*Task instructions*. Each entry has to be copied exactly, with nothing missed.
=== Input for this task ===
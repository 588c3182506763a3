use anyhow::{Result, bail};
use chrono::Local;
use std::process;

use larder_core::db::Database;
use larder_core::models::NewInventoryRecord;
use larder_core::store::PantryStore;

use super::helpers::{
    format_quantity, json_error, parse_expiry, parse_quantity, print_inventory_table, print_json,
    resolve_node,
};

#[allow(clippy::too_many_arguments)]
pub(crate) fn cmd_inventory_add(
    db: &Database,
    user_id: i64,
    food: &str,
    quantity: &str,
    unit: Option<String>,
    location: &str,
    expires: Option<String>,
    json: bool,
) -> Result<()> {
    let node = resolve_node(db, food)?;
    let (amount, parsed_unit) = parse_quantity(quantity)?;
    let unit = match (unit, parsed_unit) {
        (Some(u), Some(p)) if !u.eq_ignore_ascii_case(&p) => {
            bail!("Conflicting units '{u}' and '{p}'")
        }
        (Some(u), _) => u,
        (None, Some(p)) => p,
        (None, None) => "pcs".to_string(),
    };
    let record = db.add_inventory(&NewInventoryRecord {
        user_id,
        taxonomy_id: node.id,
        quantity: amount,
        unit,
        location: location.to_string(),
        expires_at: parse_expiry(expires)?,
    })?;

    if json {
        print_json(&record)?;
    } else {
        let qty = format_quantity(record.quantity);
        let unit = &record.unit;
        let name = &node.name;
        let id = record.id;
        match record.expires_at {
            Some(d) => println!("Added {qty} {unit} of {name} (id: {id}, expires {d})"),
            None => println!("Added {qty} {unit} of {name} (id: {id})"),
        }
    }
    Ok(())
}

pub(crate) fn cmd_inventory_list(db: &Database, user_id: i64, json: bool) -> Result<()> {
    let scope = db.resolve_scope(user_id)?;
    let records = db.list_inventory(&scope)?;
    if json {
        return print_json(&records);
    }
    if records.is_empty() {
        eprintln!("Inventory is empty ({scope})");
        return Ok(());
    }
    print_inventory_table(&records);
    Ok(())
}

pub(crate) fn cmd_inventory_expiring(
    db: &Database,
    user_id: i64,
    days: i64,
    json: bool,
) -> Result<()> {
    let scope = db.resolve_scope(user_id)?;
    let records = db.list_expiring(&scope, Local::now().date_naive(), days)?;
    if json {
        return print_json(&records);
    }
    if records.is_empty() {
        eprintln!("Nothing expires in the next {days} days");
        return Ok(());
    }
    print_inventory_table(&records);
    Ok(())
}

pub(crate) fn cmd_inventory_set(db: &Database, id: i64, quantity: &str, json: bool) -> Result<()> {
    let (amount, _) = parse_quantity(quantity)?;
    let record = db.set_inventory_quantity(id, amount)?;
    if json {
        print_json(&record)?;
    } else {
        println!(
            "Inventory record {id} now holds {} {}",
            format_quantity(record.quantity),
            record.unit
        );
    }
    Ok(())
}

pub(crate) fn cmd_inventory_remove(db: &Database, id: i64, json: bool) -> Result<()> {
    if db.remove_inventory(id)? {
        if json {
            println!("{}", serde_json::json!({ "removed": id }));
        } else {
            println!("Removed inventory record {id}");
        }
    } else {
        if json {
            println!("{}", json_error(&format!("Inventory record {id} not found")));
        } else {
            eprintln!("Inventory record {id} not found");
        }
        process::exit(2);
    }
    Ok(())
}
===
*Answer space*.
repository 588c3182506763a3
use anyhow::{Result, bail};
use chrono::Local;
use std::process;

use larder_core::db::Database;
use larder_core::models::NewInventoryRecord;
use larder_core::store::PantryStore;

use super::helpers::{
    format_quantity, json_error, parse_expiry, parse_quantity, print_inventory_table, print_json,
    resolve_node,
};

#[allow(clippy::too_many_arguments)]
pub(crate) fn cmd_inventory_add(
    db: &Database,
    user_id: i64,
    food: &str,
    quantity: &str,
    unit: Option<String>,
    location: &str,
    expires: Option<String>,
    json: bool,
) -> Result<()> {
    let node = resolve_node(db, food)?;
    let (amount, parsed_unit) = parse_quantity(quantity)?;
    let unit = match (unit, parsed_unit) {
        (Some(u), Some(p)) if !u.eq_ignore_ascii_case(&p) => {
            bail!("Conflicting units '{u}' and '{p}'")
        }
        (Some(u), _) => u,
        (None, Some(p)) => p,
        (None, None) => "pcs".to_string(),
    };
    let record = db.add_inventory(&NewInventoryRecord {
        user_id,
        taxonomy_id: node.id,
        quantity: amount,
        unit,
        location: location.to_string(),
        expires_at: parse_expiry(expires)?,
    })?;

    if json {
        print_json(&record)?;
    } else {
        let qty = format_quantity(record.quantity);
        let unit = &record.unit;
        let name = &node.name;
        let id = record.id;
        match record.expires_at {
            Some(d) => println!("Added {qty} {unit} of {name} (id: {id}, expires {d})"),
            None => println!("Added {qty} {unit} of {name} (id: {id})"),
        }
    }
    Ok(())
}

pub(crate) fn cmd_inventory_list(db: &Database, user_id: i64, json: bool) -> Result<()> {
    let scope = db.resolve_scope(user_id)?;
    let records = db.list_inventory(&scope)?;
    if json {
        return print_json(&records);
    }
    if records.is_empty() {
        eprintln!("Inventory is empty ({scope})");
        return Ok(());
    }
    print_inventory_table(&records);
    Ok(())
}

pub(crate) fn cmd_inventory_expiring(
    db: &Database,
    user_id: i64,
    days: i64,
    json: bool,
) -> Result<()> {
    let scope = db.resolve_scope(user_id)?;
    let records = db.list_expiring(&scope, Local::now().date_naive(), days)?;
    if json {
        return print_json(&records);
    }
    if records.is_empty() {
        eprintln!("Nothing expires in the next {days} days");
        return Ok(());
    }
    print_inventory_table(&records);
    Ok(())
}

pub(crate) fn cmd_inventory_set(db: &Database, id: i64, quantity: &str, json: bool) -> Result<()> {
    let (amount, _) = parse_quantity(quantity)?;
    let record = db.set_inventory_quantity(id, amount)?;
    if json {
        print_json(&record)?;
    } else {
        println!(
            "Inventory record {id} now holds {} {}",
            format_quantity(record.quantity),
            record.unit
        );
    }
    Ok(())
}

pub(crate) fn cmd_inventory_remove(db: &Database, id: i64, json: bool) -> Result<()> {
    if db.remove_inventory(id)? {
        if json {
            println!("{}", serde_json::json!({ "removed": id }));
        } else {
            println!("Removed inventory record {id}");
        }
    } else {
        if json {
            println!("{}", json_error(&format!("Inventory record {id} not found")));
        } else {
            eprintln!("Inventory record {id} not found");
        }
        process::exit(2);
    }
    Ok(())
}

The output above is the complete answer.